Personal information
- Full name: Lê Hoàng Thiên
- Date of birth: 25 December 1990 (age 35)
- Place of birth: Phú Thiện, Gia Lai, Vietnam
- Height: 1.73 m (5 ft 8 in)
- Position: Attacking midfielder

Youth career
- 2001–2004: Thành Long Football Centre
- 2005–2010: HAGL – Arsenal JMG Academy

Senior career*
- Years: Team / Apps / (Gls)
- 2011–2015: Hoàng Anh Gia Lai / 89 / (12)
- 2016–2017: SHB Đà Nẵng / 20 / (2)
- 2017–2018: Sài Gòn / 42 / (10)
- 2019–2020: Hồ Chí Minh City / 12 / (4)
- 2020–2021: Bình Định / 7 / (1)

International career
- 2011–2013: Vietnam U23 / 24 / (6)
- 2016–2017: Vietnam / 2 / (0)

= Lê Hoàng Thiên =

Vietnamese footballer (born 1990)

Lê Hoàng Thiên (born 25 December 1990) is a Vietnamese footballer who plays as an attacking midfielder for V.League 1 club Bình Định.

==Personal life==
Hoàng Thiên was born in Phú Thiện.
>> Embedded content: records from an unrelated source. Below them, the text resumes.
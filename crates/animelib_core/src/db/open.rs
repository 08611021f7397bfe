//! Connection bootstrap utilities for SQLite.
//!
//! # Responsibility
//! - Open file or in-memory SQLite connections.
//! - Configure connection pragmas required by core behavior.
//! - Ensure the schema exists before handing out a `Store`.
//!
//! # Invariants
//! - Returned stores have `foreign_keys=ON`.
//! - Returned stores have the schema fully applied.

use super::schema::ensure_schema;
use super::{DbResult, Store};
use log::{error, info};
use rusqlite::Connection;
use std::path::Path;
use std::time::{Duration, Instant};

impl Store {
    /// Opens (creating if absent) a SQLite database file and ensures the schema.
    ///
    /// Safe to call on every process start regardless of prior state.
    ///
    /// # Side effects
    /// - Emits `db_open` logging events with duration and status.
    pub fn open(path: impl AsRef<Path>) -> DbResult<Self> {
        let path = path.as_ref();
        open_with("file", || Connection::open(path))
    }

    /// Opens an in-memory SQLite database and ensures the schema.
    pub fn open_in_memory() -> DbResult<Self> {
        open_with("memory", Connection::open_in_memory)
    }
}

fn open_with<F>(mode: &'static str, connect: F) -> DbResult<Store>
where
    F: FnOnce() -> rusqlite::Result<Connection>,
{
    let started_at = Instant::now();
    info!("event=db_open module=db status=start mode={mode}");

    let mut conn = match connect() {
        Ok(conn) => conn,
        Err(err) => {
            error!(
                "event=db_open module=db status=error mode={mode} duration_ms={} error_code=db_open_failed error={}",
                started_at.elapsed().as_millis(),
                err
            );
            return Err(err.into());
        }
    };

    match bootstrap_connection(&mut conn) {
        Ok(()) => {
            info!(
                "event=db_open module=db status=ok mode={mode} duration_ms={}",
                started_at.elapsed().as_millis()
            );
            Ok(Store::from_connection(conn))
        }
        Err(err) => {
            error!(
                "event=db_open module=db status=error mode={mode} duration_ms={} error_code=db_bootstrap_failed error={}",
                started_at.elapsed().as_millis(),
                err
            );
            Err(err)
        }
    }
}

fn bootstrap_connection(conn: &mut Connection) -> DbResult<()> {
    conn.execute_batch("PRAGMA foreign_keys = ON;")?;
    conn.busy_timeout(Duration::from_secs(5))?;
    ensure_schema(conn)?;
    Ok(())
}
On 27 May 2014 he was married to Dương Thị Ngọc Nguyệt, a nurse at the local hospital. Hoàng Thiên is known for being a devout Christian who attends church weekly and was humorously known as "Người con của Chúa" (Son of God) by his team mates. He has a tattoo of a Christian cross on his left arm and a bible verse on his right.

==Club career==
Despite spending his whole career at that point with his home town club Hoàng Anh Gia Lai, after the end of the 2015 season Hoàng Thiên signed a two-year contract with SHB Đà Nẵng. Hoàng Thiên explained that although Hoàng Anh Gia Lai could pay him a higher salary he felt that Da Nang was the right city to raise a family and be comfortable. After failing to break into the Da Nang squad for much of the 2017 season Hoàng Thiên moved to Sài Gòn F.C. in early May of that year.